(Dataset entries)
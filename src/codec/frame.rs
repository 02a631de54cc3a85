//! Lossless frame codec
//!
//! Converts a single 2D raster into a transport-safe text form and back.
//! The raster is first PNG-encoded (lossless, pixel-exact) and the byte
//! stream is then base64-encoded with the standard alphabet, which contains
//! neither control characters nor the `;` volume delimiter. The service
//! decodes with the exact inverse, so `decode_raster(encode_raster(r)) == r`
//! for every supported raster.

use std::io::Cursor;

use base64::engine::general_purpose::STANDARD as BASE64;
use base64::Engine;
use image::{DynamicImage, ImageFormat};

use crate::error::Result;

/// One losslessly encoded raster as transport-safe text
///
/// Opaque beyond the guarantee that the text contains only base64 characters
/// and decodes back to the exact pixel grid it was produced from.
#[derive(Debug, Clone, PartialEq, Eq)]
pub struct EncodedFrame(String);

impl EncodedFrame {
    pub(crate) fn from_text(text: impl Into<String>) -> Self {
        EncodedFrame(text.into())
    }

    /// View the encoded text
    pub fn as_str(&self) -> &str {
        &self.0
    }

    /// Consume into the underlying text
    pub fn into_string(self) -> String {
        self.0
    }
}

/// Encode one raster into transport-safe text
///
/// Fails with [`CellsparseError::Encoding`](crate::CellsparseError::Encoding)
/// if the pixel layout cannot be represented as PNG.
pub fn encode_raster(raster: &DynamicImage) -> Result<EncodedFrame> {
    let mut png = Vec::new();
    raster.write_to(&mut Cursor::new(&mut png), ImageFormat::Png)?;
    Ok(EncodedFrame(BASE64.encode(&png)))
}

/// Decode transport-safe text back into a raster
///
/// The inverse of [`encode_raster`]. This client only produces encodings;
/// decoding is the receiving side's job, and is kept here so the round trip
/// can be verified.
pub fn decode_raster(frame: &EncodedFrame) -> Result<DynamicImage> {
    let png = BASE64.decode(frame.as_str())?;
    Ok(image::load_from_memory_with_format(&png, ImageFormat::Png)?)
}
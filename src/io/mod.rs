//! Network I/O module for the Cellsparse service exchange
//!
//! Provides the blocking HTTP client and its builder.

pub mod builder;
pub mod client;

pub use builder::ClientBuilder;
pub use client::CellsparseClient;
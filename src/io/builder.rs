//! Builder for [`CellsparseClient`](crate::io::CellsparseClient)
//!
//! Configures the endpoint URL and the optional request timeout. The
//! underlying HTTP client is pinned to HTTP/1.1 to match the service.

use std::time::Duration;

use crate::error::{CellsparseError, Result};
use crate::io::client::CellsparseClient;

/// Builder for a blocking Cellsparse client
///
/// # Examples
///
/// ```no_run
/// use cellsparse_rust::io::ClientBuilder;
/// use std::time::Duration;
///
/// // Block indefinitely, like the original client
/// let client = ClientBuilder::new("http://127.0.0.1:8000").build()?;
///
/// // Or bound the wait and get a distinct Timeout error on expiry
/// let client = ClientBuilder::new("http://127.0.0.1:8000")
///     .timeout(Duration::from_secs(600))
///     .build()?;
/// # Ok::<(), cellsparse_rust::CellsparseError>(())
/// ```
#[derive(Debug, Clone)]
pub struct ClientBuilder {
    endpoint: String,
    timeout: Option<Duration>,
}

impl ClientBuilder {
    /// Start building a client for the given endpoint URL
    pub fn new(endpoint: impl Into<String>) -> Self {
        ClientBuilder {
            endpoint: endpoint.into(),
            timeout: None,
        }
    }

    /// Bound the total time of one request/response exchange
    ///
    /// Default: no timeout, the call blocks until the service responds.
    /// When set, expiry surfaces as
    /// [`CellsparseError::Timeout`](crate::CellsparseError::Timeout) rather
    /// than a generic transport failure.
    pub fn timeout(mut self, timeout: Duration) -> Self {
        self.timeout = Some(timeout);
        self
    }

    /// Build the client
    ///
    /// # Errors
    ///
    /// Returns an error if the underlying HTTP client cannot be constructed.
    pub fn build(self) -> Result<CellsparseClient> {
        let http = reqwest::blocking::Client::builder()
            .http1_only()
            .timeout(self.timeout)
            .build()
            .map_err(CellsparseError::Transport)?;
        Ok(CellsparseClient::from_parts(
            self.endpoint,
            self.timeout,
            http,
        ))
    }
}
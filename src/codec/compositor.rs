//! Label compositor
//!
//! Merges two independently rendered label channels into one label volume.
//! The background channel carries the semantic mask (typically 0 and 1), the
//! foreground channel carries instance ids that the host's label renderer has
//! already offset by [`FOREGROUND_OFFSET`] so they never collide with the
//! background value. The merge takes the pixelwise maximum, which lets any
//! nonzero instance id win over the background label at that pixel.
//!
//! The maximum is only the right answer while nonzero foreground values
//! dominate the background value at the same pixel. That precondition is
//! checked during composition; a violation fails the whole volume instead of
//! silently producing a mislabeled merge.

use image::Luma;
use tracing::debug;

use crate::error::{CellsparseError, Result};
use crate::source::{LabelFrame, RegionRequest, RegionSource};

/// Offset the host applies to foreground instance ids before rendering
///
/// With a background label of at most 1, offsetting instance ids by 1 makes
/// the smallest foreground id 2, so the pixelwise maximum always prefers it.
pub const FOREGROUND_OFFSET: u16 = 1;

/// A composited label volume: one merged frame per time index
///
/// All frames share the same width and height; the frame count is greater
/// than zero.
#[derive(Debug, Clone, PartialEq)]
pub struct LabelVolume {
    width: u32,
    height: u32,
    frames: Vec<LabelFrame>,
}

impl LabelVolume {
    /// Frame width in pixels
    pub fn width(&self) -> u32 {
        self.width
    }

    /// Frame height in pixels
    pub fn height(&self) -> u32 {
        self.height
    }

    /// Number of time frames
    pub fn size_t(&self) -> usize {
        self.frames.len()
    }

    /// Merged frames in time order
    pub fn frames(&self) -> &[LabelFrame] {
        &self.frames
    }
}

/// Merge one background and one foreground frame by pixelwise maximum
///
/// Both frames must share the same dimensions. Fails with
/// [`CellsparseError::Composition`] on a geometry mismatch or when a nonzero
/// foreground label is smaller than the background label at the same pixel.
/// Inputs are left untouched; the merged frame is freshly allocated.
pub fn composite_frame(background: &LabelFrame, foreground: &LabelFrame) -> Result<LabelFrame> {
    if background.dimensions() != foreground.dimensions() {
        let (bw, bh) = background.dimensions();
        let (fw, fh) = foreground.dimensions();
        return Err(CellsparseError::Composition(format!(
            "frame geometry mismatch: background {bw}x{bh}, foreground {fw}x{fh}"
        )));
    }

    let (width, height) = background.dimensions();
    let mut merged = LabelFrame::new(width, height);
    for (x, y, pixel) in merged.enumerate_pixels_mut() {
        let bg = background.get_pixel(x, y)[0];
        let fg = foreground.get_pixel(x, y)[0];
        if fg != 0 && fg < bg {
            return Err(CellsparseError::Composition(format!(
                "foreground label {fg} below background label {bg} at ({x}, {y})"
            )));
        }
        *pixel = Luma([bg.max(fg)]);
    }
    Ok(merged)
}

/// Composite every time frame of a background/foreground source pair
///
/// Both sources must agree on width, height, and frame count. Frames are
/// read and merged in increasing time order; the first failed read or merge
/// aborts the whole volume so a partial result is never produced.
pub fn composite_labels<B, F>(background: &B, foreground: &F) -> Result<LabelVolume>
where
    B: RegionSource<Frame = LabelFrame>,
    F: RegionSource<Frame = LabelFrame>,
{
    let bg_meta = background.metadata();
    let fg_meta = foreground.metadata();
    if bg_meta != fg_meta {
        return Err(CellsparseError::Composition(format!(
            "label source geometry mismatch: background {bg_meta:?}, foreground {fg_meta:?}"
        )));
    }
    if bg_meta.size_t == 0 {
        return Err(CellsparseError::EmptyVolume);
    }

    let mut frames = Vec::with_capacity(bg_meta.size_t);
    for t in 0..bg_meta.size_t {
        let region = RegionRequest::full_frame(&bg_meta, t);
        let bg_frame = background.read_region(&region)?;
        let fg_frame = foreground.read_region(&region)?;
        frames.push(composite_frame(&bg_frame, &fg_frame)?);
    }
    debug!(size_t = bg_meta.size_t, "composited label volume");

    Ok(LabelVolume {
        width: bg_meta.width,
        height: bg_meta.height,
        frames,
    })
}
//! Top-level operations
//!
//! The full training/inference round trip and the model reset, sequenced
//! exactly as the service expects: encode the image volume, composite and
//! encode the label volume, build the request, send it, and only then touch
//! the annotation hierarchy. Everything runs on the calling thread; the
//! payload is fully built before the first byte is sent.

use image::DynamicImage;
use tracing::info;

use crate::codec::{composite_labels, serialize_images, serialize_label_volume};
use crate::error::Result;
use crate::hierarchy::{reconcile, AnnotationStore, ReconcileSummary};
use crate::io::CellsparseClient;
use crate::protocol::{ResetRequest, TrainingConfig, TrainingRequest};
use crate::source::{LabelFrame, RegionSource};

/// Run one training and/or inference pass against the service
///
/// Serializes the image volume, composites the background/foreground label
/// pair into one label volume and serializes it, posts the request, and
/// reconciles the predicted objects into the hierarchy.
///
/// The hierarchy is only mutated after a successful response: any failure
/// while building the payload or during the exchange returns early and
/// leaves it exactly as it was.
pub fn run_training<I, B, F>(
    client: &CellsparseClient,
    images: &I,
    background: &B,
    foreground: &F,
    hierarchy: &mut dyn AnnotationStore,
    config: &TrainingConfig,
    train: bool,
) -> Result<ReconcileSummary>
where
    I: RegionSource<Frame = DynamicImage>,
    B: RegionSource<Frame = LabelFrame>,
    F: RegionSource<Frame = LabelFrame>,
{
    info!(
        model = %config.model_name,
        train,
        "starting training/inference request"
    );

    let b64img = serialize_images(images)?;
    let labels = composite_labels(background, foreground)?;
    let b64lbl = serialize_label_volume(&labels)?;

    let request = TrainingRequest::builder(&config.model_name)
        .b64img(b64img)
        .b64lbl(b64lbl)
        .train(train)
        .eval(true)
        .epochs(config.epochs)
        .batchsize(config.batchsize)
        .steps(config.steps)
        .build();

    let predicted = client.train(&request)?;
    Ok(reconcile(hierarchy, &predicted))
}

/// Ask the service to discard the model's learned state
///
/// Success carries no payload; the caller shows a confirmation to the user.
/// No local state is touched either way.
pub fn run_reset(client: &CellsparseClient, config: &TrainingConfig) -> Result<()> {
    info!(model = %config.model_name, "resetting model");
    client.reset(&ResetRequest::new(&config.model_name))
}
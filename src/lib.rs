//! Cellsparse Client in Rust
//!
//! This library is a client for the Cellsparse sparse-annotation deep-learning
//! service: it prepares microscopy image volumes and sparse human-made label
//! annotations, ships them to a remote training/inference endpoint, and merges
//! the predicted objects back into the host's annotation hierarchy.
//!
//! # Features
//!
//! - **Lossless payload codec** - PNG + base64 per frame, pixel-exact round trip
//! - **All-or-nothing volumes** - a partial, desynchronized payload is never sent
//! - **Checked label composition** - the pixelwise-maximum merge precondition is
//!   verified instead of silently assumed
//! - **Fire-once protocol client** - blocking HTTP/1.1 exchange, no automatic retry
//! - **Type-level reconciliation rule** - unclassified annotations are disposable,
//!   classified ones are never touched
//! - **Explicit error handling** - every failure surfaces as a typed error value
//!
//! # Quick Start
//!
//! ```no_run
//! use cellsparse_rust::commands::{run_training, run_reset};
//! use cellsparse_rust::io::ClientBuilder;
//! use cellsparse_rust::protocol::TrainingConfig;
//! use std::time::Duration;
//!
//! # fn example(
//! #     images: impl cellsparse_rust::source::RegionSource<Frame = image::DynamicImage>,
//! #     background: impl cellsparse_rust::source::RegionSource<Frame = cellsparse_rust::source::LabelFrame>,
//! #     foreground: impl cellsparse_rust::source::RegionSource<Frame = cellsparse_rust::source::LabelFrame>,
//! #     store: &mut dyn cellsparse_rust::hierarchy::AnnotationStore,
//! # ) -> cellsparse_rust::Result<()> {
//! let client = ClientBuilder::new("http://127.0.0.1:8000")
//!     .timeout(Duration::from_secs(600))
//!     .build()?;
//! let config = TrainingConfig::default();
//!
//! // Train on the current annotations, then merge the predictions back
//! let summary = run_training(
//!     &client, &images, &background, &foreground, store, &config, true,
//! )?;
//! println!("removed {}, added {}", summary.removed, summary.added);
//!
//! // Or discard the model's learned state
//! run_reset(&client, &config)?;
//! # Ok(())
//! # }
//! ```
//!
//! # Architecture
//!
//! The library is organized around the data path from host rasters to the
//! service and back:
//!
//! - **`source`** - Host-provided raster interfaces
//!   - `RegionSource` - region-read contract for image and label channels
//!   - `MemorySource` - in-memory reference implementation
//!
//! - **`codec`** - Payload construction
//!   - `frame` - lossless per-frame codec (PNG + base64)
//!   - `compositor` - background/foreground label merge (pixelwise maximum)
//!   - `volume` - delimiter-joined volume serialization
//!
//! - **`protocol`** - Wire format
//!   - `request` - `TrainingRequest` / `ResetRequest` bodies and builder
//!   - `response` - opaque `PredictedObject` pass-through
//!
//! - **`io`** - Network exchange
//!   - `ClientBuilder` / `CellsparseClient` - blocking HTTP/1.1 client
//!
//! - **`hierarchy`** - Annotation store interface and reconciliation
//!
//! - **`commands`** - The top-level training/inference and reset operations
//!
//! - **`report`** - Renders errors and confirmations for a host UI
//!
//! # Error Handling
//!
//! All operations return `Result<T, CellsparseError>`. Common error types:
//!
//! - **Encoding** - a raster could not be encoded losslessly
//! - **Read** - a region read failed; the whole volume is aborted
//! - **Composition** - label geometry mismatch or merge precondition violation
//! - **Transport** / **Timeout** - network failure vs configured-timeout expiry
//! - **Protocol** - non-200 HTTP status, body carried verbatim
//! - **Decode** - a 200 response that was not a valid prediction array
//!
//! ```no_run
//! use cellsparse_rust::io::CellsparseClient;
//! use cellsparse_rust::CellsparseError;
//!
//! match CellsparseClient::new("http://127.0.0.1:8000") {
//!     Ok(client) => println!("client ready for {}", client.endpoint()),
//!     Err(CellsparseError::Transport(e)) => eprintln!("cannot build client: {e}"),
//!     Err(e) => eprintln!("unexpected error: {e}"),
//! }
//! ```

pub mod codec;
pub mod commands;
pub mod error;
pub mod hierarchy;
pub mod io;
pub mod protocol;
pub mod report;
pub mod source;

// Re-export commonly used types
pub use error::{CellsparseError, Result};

* ACTION ITEM: Go to the line with "pub struct ClientBuilder" in the entries above and repeat every line from there through the line with "the service responds.", exactly and with no other text.

* RESPONSE TO THE EXERCISE:
pub struct ClientBuilder {
    endpoint: String,
    timeout: Option<Duration>,
}

impl ClientBuilder {
    /// Start building a client for the given endpoint URL
    pub fn new(endpoint: impl Into<String>) -> Self {
        ClientBuilder {
            endpoint: endpoint.into(),
            timeout: None,
        }
    }

    /// Bound the total time of one request/response exchange
    ///
    /// Default: no timeout, the call blocks until the service responds.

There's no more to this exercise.